Reklama

Czterodniowy tydzień pracy. Czy i kiedy może zostać wprowadzony w Polsce?

Na temat pomysłu czterodniowego tygodnia pracy wypowiadają się politycy, ekonomiści i samorządowcy. Co sądzą o nim sami pracownicy?
Czterodniowy tydzień pracy. Czy i kiedy może zostać wprowadzony w Polsce?
Czterodniowy tydzień pracy ma zwolenników głównie wśród menadżerów i specjalistów

Źródło: www.unsplash.com

Czterodniowy tydzień pracy testuje od czerwca 2022 roku Wielka Brytania. Pilotażowy program realizuje 70 firm, w których łącznie zatrudnionych jest 3300 pracowników. Eksperyment potrwa 6 miesięcy i z założenia pracownicy maja utrzymać zarówno 100% pensji, jak i efektywności swojej pracy poświęcając jej tylko 80% dotychczasowego wymiaru czasu spędzanego w pracy.

O czterodniowym tygodniu pracy w Polsce zrobiło się głośno w ostatnich dniach, po deklaracji Donalda Tuska podczas jednego ze spotkań zadeklarował, że Polska weźmie udział w pilotażu wprowadzającym takie rozwiązanie.

Pracownicy: tak, ale…

Najnowsze badania są dość zaskakujące.  Z badania „People at work 2022: as global workforce view” firmy ADP wynika, że przy obecnym modelu chciałoby pozostać blisko 35% ankietowanych. Za skróceniem tygodnia pracy do 4 dni, ale przy utrzymaniu tej samej pensji i pracy w wymiarze 10 godzin na dobę, opowiedziało się 25,7 % ankietowanych, głównie ludzie młodzi, rozpoczynający karierę zawodową. Zresztą skłonność młodych ludzi do realizacji słynnego hasła „work-life balance” jest znacznie większa niż starszych kolegów. W grupie wiekowej 18-24 lata blisko 7% badanych byłoby gotowe na obniżenie pensji w imię skrócenia tygodnia pracy. To pokrywa się dość mocno z obserwacją rynku pracowników przez firmy zajmujące się HR. Młodzi ludzie nie są już nastawieni na bardzo ciężką pracę w imię zarabiania większych pieniędzy. Chcą mieć więcej czasu „na życie” i zadbać o swój dobrostan, nawet jeśli oznacza to niższe dochody. 

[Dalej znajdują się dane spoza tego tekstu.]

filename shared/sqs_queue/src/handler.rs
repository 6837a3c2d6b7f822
use std::panic::AssertUnwindSafe;

use async_trait::async_trait;
use futures::{future::join_all, FutureExt};
use tracing::error;

use crate::types::InboundMessage;

/// Error returned by message handlers
pub type HandlerError = Box<dyn std::error::Error + Send + Sync>;

/// Handles all messages received in one polling round with a single call
#[async_trait]
pub trait BatchHandler: Send + Sync {
    /// Processes a batch of received messages
    ///
    /// The consumer deletes the batch whatever this returns; an error is only
    /// logged.
    async fn handle(&self, messages: &[InboundMessage]) -> Result<(), HandlerError>;
}

/// Handles one received message
#[async_trait]
pub trait MessageHandler: Send + Sync {
    /// Processes a single received message
    async fn handle(&self, message: &InboundMessage) -> Result<(), HandlerError>;
}

/// Runs a [`MessageHandler`] concurrently over every message of a batch
///
/// Per-message failures, panics included, are logged where they happen and
/// never returned, so the batch always succeeds once every invocation has
/// finished.
pub struct FanOutHandler<H> {
    handler: H,
}

impl<H: MessageHandler> FanOutHandler<H> {
    /// Wraps a per-message handler as a batch handler
    #[must_use]
    pub const fn wrap(handler: H) -> Self {
        Self { handler }
    }

    /// Returns the wrapped handler
    #[must_use]
    pub const fn inner(&self) -> &H {
        &self.handler
    }
}

#[async_trait]
impl<H: MessageHandler> BatchHandler for FanOutHandler<H> {
    async fn handle(&self, messages: &[InboundMessage]) -> Result<(), HandlerError> {
        let invocations = messages.iter().map(|message| async move {
            // A panic must not drop the sibling invocations
            let error = match AssertUnwindSafe(self.handler.handle(message))
                .catch_unwind()
                .await
            {
                Ok(Ok(())) => return,
                Ok(Err(e)) => e.to_string(),
                Err(_) => "message handler panicked".to_string(),
            };

            error!(
                message_id = %message.message_id,
                error = %error,
                "Failed to handle message"
            );
        });

        join_all(invocations).await;

        Ok(())
    }
}
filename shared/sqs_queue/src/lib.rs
//! SQS publishing and polling for queue-backed services
//!
//! This crate provides a publisher that turns application messages into queue
//! entries (singly or batched), and a polling consumer that pulls messages in
//! parallel, hands them to a handler and deletes them from the queue.

#![deny(
    clippy::all,
    clippy::pedantic,
    clippy::nursery,
    missing_docs,
    dead_code
)]

/// Environment backed configuration
pub mod config;
/// Polling consumer
pub mod consumer;
/// Error types for queue operations
pub mod error;
/// Batch and per-message handlers
pub mod handler;
/// Message publishing
pub mod publisher;
/// Queue service capability and its SQS implementation
pub mod service;
/// Common types for queue operations
pub mod types;

pub use config::{ClientConfig, ConsumerConfig, PublisherConfig, MAX_MESSAGES_PER_ROUND};
pub use consumer::{ConsumerEvent, PollingConsumer, RoundSummary};
pub use error::{BatchEntryFailure, PartialFailure, QueueError, QueueResult};
pub use handler::{BatchHandler, FanOutHandler, HandlerError, MessageHandler};
pub use publisher::{DefaultMessageParser, MessageParams, MessageParser, Publisher};
pub use service::{resolve_queue_url, QueueService, SqsQueueService};
pub use types::{
    BatchEntrySuccess, BatchOutcome, DeleteEntry, InboundMessage, OutboundEntry, ReceiveRequest,
    MAX_MESSAGES_PER_REQUEST,
};
use serde::Serialize;
use uuid::Uuid;

use crate::error::QueueResult;

/// Encoded message plus the metadata sent alongside it
#[derive(Debug, Clone, PartialEq, Eq)]
pub struct MessageParams {
    /// Value of the `Message-Type` attribute
    pub message_type: String,
    /// Message group id, used for FIFO queues
    pub message_group_id: String,
    /// Deduplication id, used for FIFO queues
    pub deduplication_id: String,
    /// Value of the `Content-Type` attribute
    pub content_type: String,
    /// Encoded message body
    pub body: String,
}

/// Encodes application messages into [`MessageParams`]
pub trait MessageParser: Send + Sync {
    /// Encodes one message
    ///
    /// # Errors
    ///
    /// Returns `QueueError::Serialization` if the message cannot be encoded
    fn parse<T: Serialize + ?Sized>(&self, message: &T) -> QueueResult<MessageParams>;
}

/// JSON parser with fixed metadata
#[derive(Debug, Clone, PartialEq, Eq)]
pub struct DefaultMessageParser {
    /// Message type attached to every message
    pub message_type: String,
    /// Group id attached to every message
    pub message_group_id: String,
    /// Content type attached to every message
    pub content_type: String,
}

impl Default for DefaultMessageParser {
    fn default() -> Self {
        Self {
            message_type: "-".to_string(),
            message_group_id: "default".to_string(),
            content_type: "application/json".to_string(),
        }
    }
}

impl MessageParser for DefaultMessageParser {
    fn parse<T: Serialize + ?Sized>(&self, message: &T) -> QueueResult<MessageParams> {
        let body = serde_json::to_string(message)?;

        // SQS deduplicates within a fixed five minute window, too short to rely
        // on. A group id still needs a deduplication id, so make it unique.
        let deduplication_id = Uuid::new_v4().to_string();

        Ok(MessageParams {
            message_type: self.message_type.clone(),
            message_group_id: self.message_group_id.clone(),
            deduplication_id,
            content_type: self.content_type.clone(),
            body,
        })
    }
}
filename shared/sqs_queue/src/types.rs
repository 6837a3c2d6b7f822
use std::collections::HashMap;

use serde::de::DeserializeOwned;

use crate::error::{BatchEntryFailure, QueueError, QueueResult};

/// Maximum number of messages SQS accepts per receive, send or delete request
pub const MAX_MESSAGES_PER_REQUEST: usize = 10;

/// Message attribute carrying the application message type
pub const MESSAGE_TYPE_ATTRIBUTE: &str = "Message-Type";

/// Message attribute carrying the body content type
pub const CONTENT_TYPE_ATTRIBUTE: &str = "Content-Type";

/// A message received from the queue
#[derive(Debug, Clone, Default, PartialEq, Eq)]
pub struct InboundMessage {
    /// Message ID
    pub message_id: String,
    /// Receipt handle for deleting the message
    pub receipt_handle: String,
    /// Raw message body
    pub body: String,
    /// User defined message attributes (string and number values)
    pub attributes: HashMap<String, String>,
    /// System attributes such as `ApproximateReceiveCount`
    pub system_attributes: HashMap<String, String>,
}

impl InboundMessage {
    /// Decodes the JSON body into `T`
    ///
    /// # Errors
    ///
    /// Returns `QueueError::Deserialization` if the body is not valid JSON for `T`
    pub fn parse_body<T: DeserializeOwned>(&self) -> QueueResult<T> {
        serde_json::from_str(&self.body).map_err(QueueError::Deserialization)
    }

    /// Returns the attribute value set under `name`, if any
    #[must_use]
    pub fn attribute(&self, name: &str) -> Option<&str> {
        self.attributes.get(name).map(String::as_str)
    }

    /// Builds the entry needed to delete this message
    #[must_use]
    pub fn delete_entry(&self) -> DeleteEntry {
        DeleteEntry {
            id: self.message_id.clone(),
            receipt_handle: self.receipt_handle.clone(),
        }
    }
}

/// A message ready to be sent to the queue
#[derive(Debug, Clone, PartialEq, Eq)]
pub struct OutboundEntry {
    /// Correlation id, unique within one batch request
    pub id: String,
    /// Message body
    pub body: String,
    /// Value of the `Message-Type` attribute
    pub message_type: String,
    /// Value of the `Content-Type` attribute
    pub content_type: String,
    /// Message group id, FIFO queues only
    pub group_id: Option<String>,
    /// Deduplication id, FIFO queues only
    pub deduplication_id: Option<String>,
}

/// Entry of a delete batch request
#[derive(Debug, Clone, PartialEq, Eq)]
pub struct DeleteEntry {
    /// Correlation id, the message id of the received message
    pub id: String,
    /// Receipt handle of the received message
    pub receipt_handle: String,
}

/// Parameters of a single receive request
#[derive(Debug, Clone, Copy, PartialEq, Eq)]
pub struct ReceiveRequest {
    /// Maximum number of messages to return, at most [`MAX_MESSAGES_PER_REQUEST`]
    pub max_messages: i32,
    /// Long polling wait time in seconds
    pub wait_time_seconds: i32,
    /// Visibility timeout applied to the returned messages in seconds
    pub visibility_timeout: i32,
}

/// An entry accepted by a batch call
#[derive(Debug, Clone, PartialEq, Eq)]
pub struct BatchEntrySuccess {
    /// Id of the entry within the batch request
    pub id: String,
    /// Message id assigned by the service (send calls only)
    pub message_id: Option<String>,
}

/// Per-entry result of a batch send or delete call
#[derive(Debug, Clone, Default, PartialEq, Eq)]
pub struct BatchOutcome {
    /// Entries the service accepted
    pub successful: Vec<BatchEntrySuccess>,
    /// Entries the service rejected
    pub failed: Vec<BatchEntryFailure>,
}

impl BatchOutcome {
    /// Number of entries covered by this outcome
    #[must_use]
    pub fn total(&self) -> usize {
        self.successful.len() + self.failed.len()
    }
}
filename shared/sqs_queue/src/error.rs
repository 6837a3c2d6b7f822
use std::fmt;

use aws_sdk_sqs::error::{DisplayErrorContext, SdkError};
use thiserror::Error;

/// Result type alias for queue operations
pub type QueueResult<T> = Result<T, QueueError>;

/// Error types for queue operations
#[derive(Error, Debug)]
pub enum QueueError {
    /// The queue URL could not be resolved from the queue name
    #[error("Failed to resolve URL for queue '{queue_name}': {reason}")]
    Resolution {
        /// Name that was looked up
        queue_name: String,
        /// Why the lookup failed
        reason: String,
    },

    /// Error serializing message to JSON
    #[error("Failed to serialize message: {0}")]
    Serialization(#[from] serde_json::Error),

    /// Error deserializing a message body from JSON
    #[error("Failed to deserialize message body: {0}")]
    Deserialization(#[source] serde_json::Error),

    /// A remote call to the queue service failed
    #[error("Failed to {operation} on SQS: {message}")]
    Transport {
        /// Remote operation that failed
        operation: &'static str,
        /// HTTP status returned by the service, if it answered at all
        status: Option<u16>,
        /// Error detail
        message: String,
    },

    /// A batch call succeeded but some entries were rejected
    #[error(transparent)]
    PartialFailure(#[from] PartialFailure),

    /// Batch exceeds the per-request entry cap
    #[error("Batch of {size} entries exceeds the maximum of {max}")]
    BatchTooLarge {
        /// Number of entries in the batch
        size: usize,
        /// Maximum entries per request
        max: usize,
    },

    /// Missing or invalid configuration value
    #[error("Invalid configuration: {0}")]
    Configuration(String),
}

impl QueueError {
    /// Builds a transport error from an AWS SDK error
    pub(crate) fn transport<E>(operation: &'static str, err: &SdkError<E>) -> Self
    where
        E: std::error::Error + 'static,
    {
        let status = match err {
            SdkError::ServiceError(service_err) => Some(service_err.raw().status().as_u16()),
            _ => None,
        };

        Self::Transport {
            operation,
            status,
            message: DisplayErrorContext(err).to_string(),
        }
    }

    /// Checks if this error represents an upstream (5xx) error
    #[must_use]
    pub const fn is_upstream_error(&self) -> bool {
        match self {
            Self::Transport {
                status: Some(status),
                ..
            } => *status >= 500,
            _ => false,
        }
    }
}

/// A single entry rejected by a batch call
#[derive(Debug, Clone, PartialEq, Eq)]
pub struct BatchEntryFailure {
    /// Id of the entry within the batch request
    pub id: String,
    /// Error code reported by the service
    pub code: String,
    /// Error message reported by the service
    pub message: String,
    /// Whether the service blames the caller for the failure
    pub sender_fault: bool,
}

/// Per-entry failures of a batch that was accepted at transport level
#[derive(Debug, Clone, PartialEq, Eq)]
pub struct PartialFailure {
    /// Number of entries attempted
    pub total: usize,
    /// Entries the service rejected
    pub failures: Vec<BatchEntryFailure>,
}

impl PartialFailure {
    /// Number of rejected entries
    #[must_use]
    pub fn failed(&self) -> usize {
        self.failures.len()
    }
}

impl fmt::Display for PartialFailure {
    fn fmt(&self, f: &mut fmt::Formatter<'_>) -> fmt::Result {
        write!(
            f,
            "{} of {} messages failed to publish: ",
            self.failed(),
            self.total
        )?;

        for (i, failure) in self.failures.iter().enumerate() {
            if i > 0 {
                f.write_str(", ")?;
            }
            write!(
                f,
                "{} [Code:{},EntryId:{}]",
                failure.message, failure.code, failure.id
            )?;
        }

        Ok(())
    }
}

impl std::error::Error for PartialFailure {}
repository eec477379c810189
pub mod error_location;
pub mod redact_error;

Warto pamiętać, że skrócenie tygodniowego wymiaru czasu pracy nie będzie oznaczało że pracujemy mniej w wymiarze godzinowym. Trzeba brać pod uwagę rozwiązanie, w którym nadal pracować trzeba 40 godzin tygodniowo, co oznaczałoby co najmniej dwie godziny pracy więcej każdego dnia. Stosunek do różnych modeli skrócenia czasu pracy badało Hays Poland. W raporcie za rok 2021 badani byli specjaliści i menadżerowie, głównie z branży IT, produkcji i HR. Znakomita większość z nich chętnie widziałaby się w czterodniowym modelu pracy, przy utrzymaniu 100% wynagrodzenia i ośmiogodzinnego dnia pracy (96%), w przypadku, gdyby w grę wchodziła prac przez cztery dni w tygodniu, ale po 10 h dziennie, entuzjazm już spada – taka oferta wydaje się jednak nadal atrakcyjna dla 57% badanych. Praca łącznie przez 32 godziny w ciągu 4 dni, ale przy obniżce wynagrodzenia do 80% jest już znacznie mniej atrakcyjna, choć ma 19% zwolenników. 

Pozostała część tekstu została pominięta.